* **Requirement**
Find and copy each line of the records where the string "lines" shows up.

* **Record set**
※
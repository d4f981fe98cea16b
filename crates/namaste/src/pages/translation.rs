use std::sync::Arc;

use colored::Colorize;
use namaste_core::terminology::CodeSystem;
use namaste_core::translation::{empty_state_message, ResultView, TranslationState};
use tokio::io::{AsyncBufReadExt, BufReader};

use super::PageContext;
use crate::clipboard::{Clipboard, CopyIndicator, TerminalClipboard};
use crate::prelude::{eprintln, println, *};

/// Options for translating a code
#[derive(Debug, clap::Args, Clone)]
#[command(after_help = "EXAMPLES:
  # Translate a NAMASTE code into ICD-11 TM2:
  namaste translate AY001

  # Translate an ICD-11 TM2 code back into NAMASTE:
  namaste translate TM2-AY134 --system ICD-11-TM2

  # Interactive session (:swap, :copy <n>, :quit):
  namaste translate --interactive")]
pub struct TranslateOptions {
    /// Code to translate (e.g., "AY001" or "TM2-AY134")
    pub code: Option<String>,

    /// Source code system (NAMASTE or ICD-11-TM2)
    #[arg(short, long, default_value = "NAMASTE")]
    pub system: CodeSystem,

    /// Copy the n-th translated code (1-indexed) to the clipboard
    #[arg(long)]
    pub copy: Option<usize>,

    /// Let the backend work out the source system (ignores --system)
    #[arg(long)]
    pub detect: bool,

    /// Read codes from stdin interactively
    #[arg(short, long)]
    pub interactive: bool,

    /// Output as JSON
    #[arg(long)]
    pub json: bool,
}

/// Translation page: one input, one source system, one displayed result.
pub struct TranslationController {
    ctx: PageContext,
    clipboard: Arc<dyn Clipboard>,
    copied: CopyIndicator,
    state: TranslationState,
    detect_system: bool,
}

impl TranslationController {
    pub fn new(ctx: PageContext, clipboard: Arc<dyn Clipboard>, source: CodeSystem) -> Self {
        Self {
            ctx,
            clipboard,
            copied: CopyIndicator::new(),
            state: TranslationState::new(source),
            detect_system: false,
        }
    }

    pub fn state(&self) -> &TranslationState {
        &self.state
    }

    pub fn set_input(&mut self, input: impl Into<String>) {
        self.state.set_input(input);
    }

    pub fn select_source(&mut self, system: CodeSystem) {
        self.state.select_source(system);
    }

    pub fn swap_systems(&mut self) {
        self.state.swap_systems();
    }

    /// Send codes without a system and let the backend recognise it.
    pub fn set_detect_system(&mut self, detect: bool) {
        self.detect_system = detect;
    }

    /// Submit the current input.
    ///
    /// Blank input is rejected without touching the network. On failure the
    /// previously displayed result stays.
    pub async fn translate(&mut self) -> Result<(), Error> {
        let request = match self.state.begin_submit() {
            Ok(request) => request,
            Err(err) => {
                self.ctx.error(err.to_string());
                return Err(err.into());
            }
        };

        let result = if self.detect_system {
            self.ctx.api.translate(&request.code).await
        } else {
            self.ctx
                .api
                .translate_code(&request.code, request.system)
                .await
        };

        match result {
            Ok(response) => {
                self.state.complete(response);
                self.ctx.success("Translation completed!");
                Ok(())
            }
            Err(err) => {
                self.state.fail();
                self.ctx.report_failure(
                    "Translation failed. Please check the code and try again.",
                    &err,
                );
                Err(err)
            }
        }
    }

    /// Copy a code to the clipboard and flag it as copied for two seconds.
    pub fn copy(&self, code: &str) -> Result<(), Error> {
        if let Err(err) = self.clipboard.write_text(code) {
            self.ctx.report_failure("Failed to copy to clipboard", &err);
            return Err(err);
        }
        self.copied.mark(code);
        self.ctx.success("Copied to clipboard!");
        Ok(())
    }

    /// Copy the n-th (1-indexed) translation of the displayed result.
    pub fn copy_nth(&self, n: usize) -> Result<(), Error> {
        let code = self
            .state
            .displayed()
            .and_then(|d| n.checked_sub(1).and_then(|i| d.response.translations.get(i)))
            .map(|t| t.code.clone());

        match code {
            Some(code) => self.copy(&code),
            None => {
                let err = namaste_core::Error::validation(f!("No translation number {n} to copy"));
                self.ctx.error(err.to_string());
                Err(err.into())
            }
        }
    }

    pub fn is_copied(&self, code: &str) -> bool {
        self.copied.is_copied(code)
    }

    /// Print the system selector line and the result area.
    pub fn render(&self) {
        let source = self.state.source();
        println!(
            "{} {} {}",
            source.display_name().green(),
            "→".bright_black(),
            source.target().display_name().blue()
        );

        match self.state.result_view() {
            ResultView::Nothing => {
                if self.state.input().trim().is_empty() {
                    println!("{}", source.placeholder().bright_black());
                }
            }
            ResultView::Empty(displayed) => {
                println!("\n{}", "No translations found".bold());
                println!(
                    "{}",
                    empty_state_message(&displayed.code, displayed.system).bright_black()
                );
                self.render_footer(displayed);
            }
            ResultView::Matches(displayed) => {
                println!(
                    "\n{} {}",
                    displayed.code.bold().bright_white(),
                    f!("({} translation(s) found)", displayed.response.total).bright_black()
                );
                for (i, t) in displayed.response.translations.iter().enumerate() {
                    let marker = if self.is_copied(&t.code) {
                        "✓".green().to_string()
                    } else {
                        f!("{}.", i + 1).bright_black().to_string()
                    };
                    let system = match t.system {
                        CodeSystem::Namaste => t.system.as_str().green(),
                        CodeSystem::Icd11Tm2 => t.system.as_str().blue(),
                    };
                    println!("  {marker} {system} {} {}", t.code.bold(), t.display);
                    if let Some(url) = t.browser_url() {
                        println!("     {}", url.bright_black().underline());
                    }
                }
                self.render_footer(displayed);
            }
        }
    }

    fn render_footer(&self, displayed: &namaste_core::translation::DisplayedTranslation) {
        println!(
            "{}",
            f!(
                "Translation completed at {}  |  Source: {} → Target: {}",
                displayed.response.completed_at(),
                displayed.response.source.system,
                displayed.response.target_label()
            )
            .bright_black()
        );
    }
}

/// Handle the translate command
pub async fn run(options: TranslateOptions, global: crate::Global) -> Result<()> {
    let ctx = PageContext::from_global(&global)?;
    let mut page = TranslationController::new(ctx, Arc::new(TerminalClipboard::new()), options.system);
    page.set_detect_system(options.detect);

    if options.interactive {
        return interactive(page).await;
    }

    let code = options
        .code
        .ok_or_eyre("A code is required unless --interactive is set")?;
    page.set_input(code);
    page.translate().await?;

    if let Some(n) = options.copy {
        page.copy_nth(n)?;
    }

    if options.json {
        if let Some(displayed) = page.state().displayed() {
            println!("{}", serde_json::to_string_pretty(&displayed.response)?);
        }
    } else {
        page.render();
    }

    Ok(())
}

/// Line-oriented session: each line is a code, or one of `:swap`,
/// `:system <name>`, `:copy <n>`, `:quit`.
async fn interactive(mut page: TranslationController) -> Result<()> {
    page.render();
    let mut lines = BufReader::new(tokio::io::stdin()).lines();

    while let Some(line) = lines.next_line().await? {
        let line = line.trim();
        let mut parts = line.splitn(2, char::is_whitespace);

        match (parts.next().unwrap_or_default(), parts.next().map(str::trim)) {
            (":quit" | ":q", _) => break,
            (":swap", _) => page.swap_systems(),
            (":system", Some(name)) => match name.parse::<CodeSystem>() {
                Ok(system) => page.select_source(system),
                Err(err) => eprintln!("{}", err.red()),
            },
            (":copy", Some(n)) => match n.parse::<usize>() {
                Ok(n) => {
                    // Failures are already reported as notifications.
                    let _ = page.copy_nth(n);
                }
                Err(_) => eprintln!("{}", "Usage: :copy <n>".red()),
            },
            (cmd, _) if cmd.starts_with(':') => {
                eprintln!("{}", "Commands: :swap, :system <name>, :copy <n>, :quit".red())
            }
            _ => {
                page.set_input(line);
                let _ = page.translate().await;
            }
        }

        page.render();
    }

    Ok(())
}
※
* **Answer box**
    let mut lines = BufReader::new(tokio::io::stdin()).lines();
    while let Some(line) = lines.next_line().await? {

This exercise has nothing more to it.